#### Input data

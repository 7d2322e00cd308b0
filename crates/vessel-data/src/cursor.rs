//! Epoch-wise file cycling.
//!
//! The cursor walks a shuffled list of file names without replacement. When
//! it hands out the last name it reshuffles and starts over, so every epoch
//! visits each file once in a fresh order.

use rand::seq::SliceRandom;
use rand::Rng;

#[derive(Debug, Clone)]
pub struct FileCursor {
    files: Vec<String>,
    index: usize,
    epoch: usize,
}

impl FileCursor {
    /// Creates a cursor over `files`, shuffled once up front
    pub fn new<R: Rng + ?Sized>(mut files: Vec<String>, rng: &mut R) -> Self {
        files.shuffle(rng);
        Self {
            files,
            index: 0,
            epoch: 0,
        }
    }

    pub fn len(&self) -> usize {
        self.files.len()
    }

    pub fn is_empty(&self) -> bool {
        self.files.is_empty()
    }

    /// Position of the next name within the current epoch
    pub fn position(&self) -> usize {
        self.index
    }

    /// Number of completed passes over the list
    pub fn epoch(&self) -> usize {
        self.epoch
    }

    /// Current file order
    pub fn files(&self) -> &[String] {
        &self.files
    }

    /// Returns the next file name, reshuffling after the last one.
    pub fn next<R: Rng + ?Sized>(&mut self, rng: &mut R) -> Option<String> {
        let name = self.files.get(self.index).cloned()?;
        if self.index + 1 < self.files.len() {
            self.index += 1;
        } else {
            self.reset(rng);
        }
        Some(name)
    }

    /// Reshuffles the list and rewinds to its start
    pub fn reset<R: Rng + ?Sized>(&mut self, rng: &mut R) {
        self.files.shuffle(rng);
        self.index = 0;
        self.epoch += 1;
    }
}

#[cfg(test)]
mod tests {
    use super::*;
    use rand::SeedableRng;
    use rand_chacha::ChaCha8Rng;
    use std::collections::HashSet;

    fn names(n: usize) -> Vec<String> {
        (0..n).map(|i| format!("{:02}.png", i)).collect()
    }

    #[test]
    fn test_epoch_without_replacement() {
        let mut rng = ChaCha8Rng::seed_from_u64(4);
        let mut cursor = FileCursor::new(names(6), &mut rng);

        let first: HashSet<String> = (0..6).filter_map(|_| cursor.next(&mut rng)).collect();
        assert_eq!(first.len(), 6);
        assert_eq!(cursor.epoch(), 1);
        assert_eq!(cursor.position(), 0);

        let second: HashSet<String> = (0..6).filter_map(|_| cursor.next(&mut rng)).collect();
        assert_eq!(second, first);
        assert_eq!(cursor.epoch(), 2);
    }

    #[test]
    fn test_position_advances() {
        let mut rng = ChaCha8Rng::seed_from_u64(4);
        let mut cursor = FileCursor::new(names(3), &mut rng);
        cursor.next(&mut rng);
        assert_eq!(cursor.position(), 1);
        cursor.next(&mut rng);
        assert_eq!(cursor.position(), 2);
    }

    #[test]
    fn test_single_file() {
        let mut rng = ChaCha8Rng::seed_from_u64(0);
        let mut cursor = FileCursor::new(names(1), &mut rng);
        assert_eq!(cursor.next(&mut rng).as_deref(), Some("00.png"));
        assert_eq!(cursor.next(&mut rng).as_deref(), Some("00.png"));
    }

    #[test]
    fn test_empty_cursor() {
        let mut rng = ChaCha8Rng::seed_from_u64(0);
        let mut cursor = FileCursor::new(Vec::new(), &mut rng);
        assert!(cursor.is_empty());
        assert_eq!(cursor.next(&mut rng), None);
    }

    #[test]
    fn test_seeded_order_is_reproducible() {
        let a = FileCursor::new(names(10), &mut ChaCha8Rng::seed_from_u64(8));
        let b = FileCursor::new(names(10), &mut ChaCha8Rng::seed_from_u64(8));
        assert_eq!(a.files(), b.files());
    }
}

########

**Your goal**.
If a line in the listing holds the word "index", copy it out.

**Solved problem**.
    index: usize,
            index: 0,
        self.index
        let name = self.files.get(self.index).cloned()?;
        if self.index + 1 < self.files.len() {
            self.index += 1;
        self.index = 0;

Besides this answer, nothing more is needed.